Nicolas, lui, était resté enfoncé dans le fauteuil, les yeux rivés à l’écran allumé sans vraiment le regarder. Sophie débarrassait la table, ramassant les assiettes une à une, en s’efforçant de ne pas croiser son regard.
Au bout d’un long moment, il lâcha enfin :
— Pourquoi tu as fait ça devant ma mère ?
Sophie posa lentement une assiette dans l’évier.
— Et pourquoi ta mère se permet-elle de mettre son nez dans notre vie ?
— Sophie, je comprends que tu sois épuisée. Mais on ne peut pas régler les choses comme ça…
— Qu’est-ce qu’on ne peut pas faire ? Dire la vérité ? Nicolas, je n’en peux plus ! Tous les mois, c’est la même histoire : un jour, ta mère a besoin d’aide, le lendemain, c’est ta sœur !…
Nicolas se leva et s’approcha d’elle.
— Ce n’est qu’une mauvaise passe.
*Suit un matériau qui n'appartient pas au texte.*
use std::time::Duration;

/// Retransmission and failover timing for one mount's transport.
#[derive(Debug, Clone)]
pub struct TransportConfig {
    /// First retry delay after a transport failure; also the `EXDEV` pause.
    pub min_delay: Duration,
    /// Ceiling for the additive backoff.
    pub max_delay: Duration,
    /// How long a frozen operation waits for failover to finish.
    pub failover_delay: Duration,
    /// Retransmit a `Wait` request after this long without a reply.
    pub reply_timeout: Duration,
    /// Polling slice of a reply wait.
    pub reply_slice: Duration,
}

impl Default for TransportConfig {
    fn default() -> Self {
        Self {
            min_delay: Duration::from_secs(1),
            max_delay: Duration::from_secs(30),
            failover_delay: Duration::from_secs(300),
            reply_timeout: Duration::from_secs(30),
            reply_slice: Duration::from_secs(1),
        }
    }
}

impl TransportConfig {
    pub fn with_delays(mut self, min: Duration, max: Duration) -> Self {
        self.min_delay = min;
        self.max_delay = max;
        self
    }

    pub fn with_failover_delay(mut self, delay: Duration) -> Self {
        self.failover_delay = delay;
        self
    }

    pub fn with_reply_timeout(mut self, timeout: Duration) -> Self {
        self.reply_timeout = timeout;
        self
    }

    /// Next backoff step: grows by `min_delay`, capped at `max_delay`.
    pub fn next_delay(&self, current: Duration) -> Duration {
        (current + self.min_delay).min(self.max_delay)
    }
}

#[derive(Debug, Clone)]
pub struct ClientConfig {
    /// Host name sent with `Mount.init`; the server keys client ordinals on it.
    pub host: String,
    pub fs_name: String,
    /// Ask for `MULTIHOST_WRITE` when mounting.
    pub multihost_write: bool,
    pub transport: TransportConfig,
    /// Lease interval requested from the server, in seconds.
    pub lease_interval_secs: u32,
    /// Upper bound on waiting for a conflicting lease to clear.
    pub lease_wait_timeout: Duration,
    /// How often held leases are checked for renewal. Zero disables
    /// background renewal.
    pub renew_interval: Duration,
}

impl Default for ClientConfig {
    fn default() -> Self {
        Self {
            host: "localhost".to_string(),
            fs_name: "sfs0".to_string(),
            multihost_write: false,
            transport: TransportConfig::default(),
            lease_interval_secs: 30,
            lease_wait_timeout: Duration::from_secs(120),
            renew_interval: Duration::from_secs(5),
        }
    }
}

impl ClientConfig {
    pub fn new(host: impl Into<String>, fs_name: impl Into<String>) -> Self {
        Self {
            host: host.into(),
            fs_name: fs_name.into(),
            ..Default::default()
        }
    }

    pub fn with_multihost_write(mut self, enabled: bool) -> Self {
        self.multihost_write = enabled;
        self
    }

    pub fn with_transport(mut self, transport: TransportConfig) -> Self {
        self.transport = transport;
        self
    }

    pub fn with_lease_interval(mut self, secs: u32) -> Self {
        self.lease_interval_secs = secs;
        self
    }

    pub fn with_lease_wait_timeout(mut self, timeout: Duration) -> Self {
        self.lease_wait_timeout = timeout;
        self
    }

    pub fn with_renew_interval(mut self, interval: Duration) -> Self {
        self.renew_interval = interval;
        self
    }

    /// Leases expiring within this window are renewed: half the requested
    /// lease interval.
    #[must_use]
    pub fn renew_window(&self) -> Duration {
        Duration::from_secs(u64::from(self.lease_interval_secs) / 2)
    }
}

#[cfg(test)]
#[allow(clippy::unwrap_used)]
mod tests {
    use super::*;

    #[test]
    fn test_backoff_is_additive_and_capped() {
        let config = TransportConfig::default()
            .with_delays(Duration::from_secs(1), Duration::from_secs(3));
        let mut delay = config.min_delay;
        delay = config.next_delay(delay);
        assert_eq!(delay, Duration::from_secs(2));
        delay = config.next_delay(delay);
        delay = config.next_delay(delay);
        assert_eq!(delay, Duration::from_secs(3));
    }

    #[test]
    fn test_renew_window_is_half_the_interval() {
        let config = ClientConfig::default().with_lease_interval(40);
        assert_eq!(config.renew_window(), Duration::from_secs(20));
        assert!(!config.renew_interval.is_zero());
    }
}
//! Metadata server request dispatch.
//!
//! Every inbound request passes the receive discipline in order:
//!
//! 1. Dropped when this node is not the server or is frozen.
//! 2. Non-mount requests to an unmounted filesystem fail with `EXDEV`;
//!    a foreign `fsid` is answered stale, except mount and inode-less
//!    block requests.
//! 3. While resyncing only mount, inode-less block and lease reset pass;
//!    everything else is told to try again.
//! 4. [`ClientTable::admit`] applies membership, acknowledgment and
//!    duplicate rules.
//! 5. The request runs, its entry completes (caching the reply when a
//!    replay must not re-execute) and blocking senders get the reply.

use crate::client_table::{Admission, ClientTable};
use crate::mount::MountState;
use crate::namespace::Namespace;
use crate::session::ClientRegistry;
use bytes::Bytes;
use sfs_core::{
    ClientOrd, ErrorCode, FileId, FsStats, LeaseType, MountFlags, MountStatus, Result, ShareError,
    WaitMode,
};
use sfs_lease::{InodeStore, LeaseConfig, LeaseEvents, LeaseManager};
use sfs_network::{
    BlockReply, BlockRequest, InodeRequest, LeaseArgs, LeaseRequest, MAX_BUFFER_LEN, Message,
    MessageHeader, MountReply, MountRequest, NameRequest, Notify, Payload, Reply, Request,
};
use std::sync::Arc;
use tracing::{debug, info, warn};

const BLOCK_SIZE: u32 = 4096;

#[derive(Debug, Clone)]
pub struct ServerConfig {
    pub fs_name: String,
    pub fsid: u32,
    pub server_ord: u32,
    pub lease: LeaseConfig,
    /// Reported by `Block.statfs`.
    pub capacity_blocks: u64,
}

impl Default for ServerConfig {
    fn default() -> Self {
        Self {
            fs_name: "sfs0".to_string(),
            fsid: 1,
            server_ord: 1,
            lease: LeaseConfig::default(),
            capacity_blocks: 1 << 20,
        }
    }
}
Je vais finir par trouver un vrai travail, un poste stable…
Elle se retourna brusquement.
— Quand ? Quand est-ce que tu vas le trouver, ce fameux “vrai” travail ? Et combien de temps tu le garderas ? Un mois ? Deux ?
Une lueur blessée passa dans les yeux de son mari.
— Donc tu ne crois plus du tout en moi ?
Sophie tira une chaise et s’y laissa tomber, comme si ses jambes ne la portaient plus.
— Je suis fatiguée, Nicolas. Fatiguée de croire. Fatiguée d’espérer. Fatiguée de porter tout toute seule.
Cette nuit-là, le sommeil ne vint pas. Allongée dans le noir, Sophie fixait le plafond et repassait sa vie en revue. Trente-deux ans. Dont sept passés à être mariée. Et après ? Encore sept années à travailler pour deux ? Ou pour trois, si l’on comptait les “emprunts” incessants de la famille de Nicolas ?
Au matin, elle se réveilla avec une décision nette, froide, définitive. Pendant le petit déjeuner, elle dit à son mari :
— Nicolas, il faut qu’on parle sérieusement.
Il leva vers elle un regard méfiant.
— De quoi ?
— D’argent. De ta famille. De nous.
Sophie sortit une feuille qu’elle avait remplie la veille au soir. Elle y avait noté toutes les sommes que les proches de Nicolas leur devaient.
— Regarde. En deux ans, ta mère nous a “emprunté” environ trois cents euros. Camille, quatre cent cinquante. En tout, ça fait sept cent cinquante euros. Sept cent cinquante, Nicolas ! Pour nous, c’est énorme.
Il prit la feuille, parcourut les lignes, et son visage se ferma peu à peu.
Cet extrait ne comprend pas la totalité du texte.